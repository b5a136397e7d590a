use anchor_lang::prelude::*;
use anchor_spl::token::{Mint, Token, TokenAccount};
use crate::{
    constants::*,
    contexts::*,
    curve::{MintDecimals, Normalizer, Reserves},
    custody::{deposit_to_vault, mint_lp, VaultSigner},
    errors::AmmError,
    events::LiquidityProvided,
    liquidity::{plan_deposit, plan_taxed_deposit},
};

pub fn provide_liquidity(mut ctx: Context<ProvideLiquidity>, amount_stack: u64, amount_quote: u64) -> Result<()> {
    let accounts = &mut ctx.accounts;
    accounts.global.ensure_not_paused()?;
    accounts.sync_lp_supply();

    // 1. Price the deposit against live vault balances
    let normalizer = Normalizer::new(
        MintDecimals {
            stack: accounts.stack_mint.decimals,
            quote: accounts.quote_mint.decimals,
        },
        accounts.pool.decimal_normalize_to,
    )?;
    let reserves = Reserves {
        stack: accounts.stack_vault.amount,
        quote: accounts.quote_vault.amount,
    };
    let total_lp_supply = accounts.pool.total_lp_supply;
    let mut plan = plan_deposit(&normalizer, reserves, total_lp_supply, amount_stack, amount_quote)?;

    // 2. Stack leg first: a taxed transfer shrinks the quote leg before it is pulled
    deposit_to_vault(
        &accounts.token_program,
        &accounts.user_stack,
        &accounts.stack_vault,
        &accounts.user,
        plan.stack_in,
    )?;
    if accounts.pool.fee_on_transfer {
        accounts.stack_vault.reload()?;
        let received = accounts
            .stack_vault
            .amount
            .checked_sub(reserves.stack)
            .ok_or(AmmError::ArithmeticOverflow)?;
        if received < plan.stack_in {
            msg!("Stack transfer fee withheld {}", plan.stack_in - received);
        }
        plan = plan_taxed_deposit(&normalizer, reserves, total_lp_supply, plan, received)?;
    }
    deposit_to_vault(
        &accounts.token_program,
        &accounts.user_quote,
        &accounts.quote_vault,
        &accounts.user,
        plan.quote_in,
    )?;

    // 3. Mint shares and record supply
    let signer = VaultSigner::new(accounts.pool.key(), accounts.pool.vault_authority_bump);
    mint_lp(
        &accounts.token_program,
        &accounts.lp_mint,
        &accounts.user_lp,
        &accounts.vault_authority,
        &signer,
        plan.lp_minted,
    )?;
    accounts.pool.record_deposit(plan.lp_minted)?;

    msg!(
        "Provided {} stack + {} quote for {} LP",
        plan.stack_in,
        plan.quote_in,
        plan.lp_minted
    );
    emit!(LiquidityProvided {
        pool: accounts.pool.key(),
        provider: accounts.user.key(),
        stack_in: plan.stack_in,
        quote_in: plan.quote_in,
        lp_minted: plan.lp_minted,
    });
    Ok(())
}

impl<'info> ProvideLiquidity<'info> {
    fn sync_lp_supply(&mut self) {
        let burned = self.pool.sync_lp_supply(self.lp_mint.supply);
        if burned > 0 {
            msg!("{} LP burned outside the pool", burned);
        }
    }
}

#[derive(Accounts)]
pub struct ProvideLiquidity<'info> {
    #[account(mut)]
    pub user: Signer<'info>,

    #[account(seeds = [GLOBAL_SEED], bump = global.bump)]
    pub global: Box<Account<'info, GlobalConfig>>,

    #[account(
        mut,
        seeds = [POOL_SEED, pool.stack_mint.as_ref(), pool.quote_mint.as_ref()],
        bump = pool.bump,
        has_one = stack_mint,
        has_one = quote_mint,
        has_one = lp_mint,
        has_one = vault_authority,
        has_one = stack_vault @ AmmError::InvalidVault,
        has_one = quote_vault @ AmmError::InvalidVault,
    )]
    pub pool: Box<Account<'info, Pool>>,

    pub stack_mint: Box<Account<'info, Mint>>,
    pub quote_mint: Box<Account<'info, Mint>>,

    #[account(mut)]
    pub lp_mint: Box<Account<'info, Mint>>,

    /// CHECK: bound to the pool through has_one, signs LP mints
    pub vault_authority: UncheckedAccount<'info>,

    #[account(mut)]
    pub stack_vault: Box<Account<'info, TokenAccount>>,
    #[account(mut)]
    pub quote_vault: Box<Account<'info, TokenAccount>>,

    #[account(mut, token::mint = stack_mint, token::authority = user)]
    pub user_stack: Box<Account<'info, TokenAccount>>,
    #[account(mut, token::mint = quote_mint, token::authority = user)]
    pub user_quote: Box<Account<'info, TokenAccount>>,
    #[account(mut, token::mint = lp_mint, token::authority = user)]
    pub user_lp: Box<Account<'info, TokenAccount>>,

    pub token_program: Program<'info, Token>,
}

+ + + + + + +

INSTRUCTIONS TO FOLLOW: Return every record exactly as it was given.

ANSWER SPACE:
repository b5a136397e7d590a
use anchor_lang::prelude::*;
use anchor_spl::token::{Mint, Token, TokenAccount};
use crate::{
    constants::*,
    contexts::*,
    curve::{MintDecimals, Normalizer, Reserves},
    custody::{deposit_to_vault, mint_lp, VaultSigner},
    errors::AmmError,
    events::LiquidityProvided,
    liquidity::{plan_deposit, plan_taxed_deposit},
};

pub fn provide_liquidity(mut ctx: Context<ProvideLiquidity>, amount_stack: u64, amount_quote: u64) -> Result<()> {
    let accounts = &mut ctx.accounts;
    accounts.global.ensure_not_paused()?;
    accounts.sync_lp_supply();

    // 1. Price the deposit against live vault balances
    let normalizer = Normalizer::new(
        MintDecimals {
            stack: accounts.stack_mint.decimals,
            quote: accounts.quote_mint.decimals,
        },
        accounts.pool.decimal_normalize_to,
    )?;
    let reserves = Reserves {
        stack: accounts.stack_vault.amount,
        quote: accounts.quote_vault.amount,
    };
    let total_lp_supply = accounts.pool.total_lp_supply;
    let mut plan = plan_deposit(&normalizer, reserves, total_lp_supply, amount_stack, amount_quote)?;

    // 2. Stack leg first: a taxed transfer shrinks the quote leg before it is pulled
    deposit_to_vault(
        &accounts.token_program,
        &accounts.user_stack,
        &accounts.stack_vault,
        &accounts.user,
        plan.stack_in,
    )?;
    if accounts.pool.fee_on_transfer {
        accounts.stack_vault.reload()?;
        let received = accounts
            .stack_vault
            .amount
            .checked_sub(reserves.stack)
            .ok_or(AmmError::ArithmeticOverflow)?;
        if received < plan.stack_in {
            msg!("Stack transfer fee withheld {}", plan.stack_in - received);
        }
        plan = plan_taxed_deposit(&normalizer, reserves, total_lp_supply, plan, received)?;
    }
    deposit_to_vault(
        &accounts.token_program,
        &accounts.user_quote,
        &accounts.quote_vault,
        &accounts.user,
        plan.quote_in,
    )?;

    // 3. Mint shares and record supply
    let signer = VaultSigner::new(accounts.pool.key(), accounts.pool.vault_authority_bump);
    mint_lp(
        &accounts.token_program,
        &accounts.lp_mint,
        &accounts.user_lp,
        &accounts.vault_authority,
        &signer,
        plan.lp_minted,
    )?;
    accounts.pool.record_deposit(plan.lp_minted)?;

    msg!(
        "Provided {} stack + {} quote for {} LP",
        plan.stack_in,
        plan.quote_in,
        plan.lp_minted
    );
    emit!(LiquidityProvided {
        pool: accounts.pool.key(),
        provider: accounts.user.key(),
        stack_in: plan.stack_in,
        quote_in: plan.quote_in,
        lp_minted: plan.lp_minted,
    });
    Ok(())
}

impl<'info> ProvideLiquidity<'info> {
    fn sync_lp_supply(&mut self) {
        let burned = self.pool.sync_lp_supply(self.lp_mint.supply);
        if burned > 0 {
            msg!("{} LP burned outside the pool", burned);
        }
    }
}

#[derive(Accounts)]
pub struct ProvideLiquidity<'info> {
    #[account(mut)]
    pub user: Signer<'info>,

    #[account(seeds = [GLOBAL_SEED], bump = global.bump)]
    pub global: Box<Account<'info, GlobalConfig>>,

    #[account(
        mut,
        seeds = [POOL_SEED, pool.stack_mint.as_ref(), pool.quote_mint.as_ref()],
        bump = pool.bump,
        has_one = stack_mint,
        has_one = quote_mint,
        has_one = lp_mint,
        has_one = vault_authority,
        has_one = stack_vault @ AmmError::InvalidVault,
        has_one = quote_vault @ AmmError::InvalidVault,
    )]
    pub pool: Box<Account<'info, Pool>>,

    pub stack_mint: Box<Account<'info, Mint>>,
    pub quote_mint: Box<Account<'info, Mint>>,

    #[account(mut)]
    pub lp_mint: Box<Account<'info, Mint>>,

    /// CHECK: bound to the pool through has_one, signs LP mints
    pub vault_authority: UncheckedAccount<'info>,

    #[account(mut)]
    pub stack_vault: Box<Account<'info, TokenAccount>>,
    #[account(mut)]
    pub quote_vault: Box<Account<'info, TokenAccount>>,

    #[account(mut, token::mint = stack_mint, token::authority = user)]
    pub user_stack: Box<Account<'info, TokenAccount>>,
    #[account(mut, token::mint = quote_mint, token::authority = user)]
    pub user_quote: Box<Account<'info, TokenAccount>>,
    #[account(mut, token::mint = lp_mint, token::authority = user)]
    pub user_lp: Box<Account<'info, TokenAccount>>,

    pub token_program: Program<'info, Token>,
}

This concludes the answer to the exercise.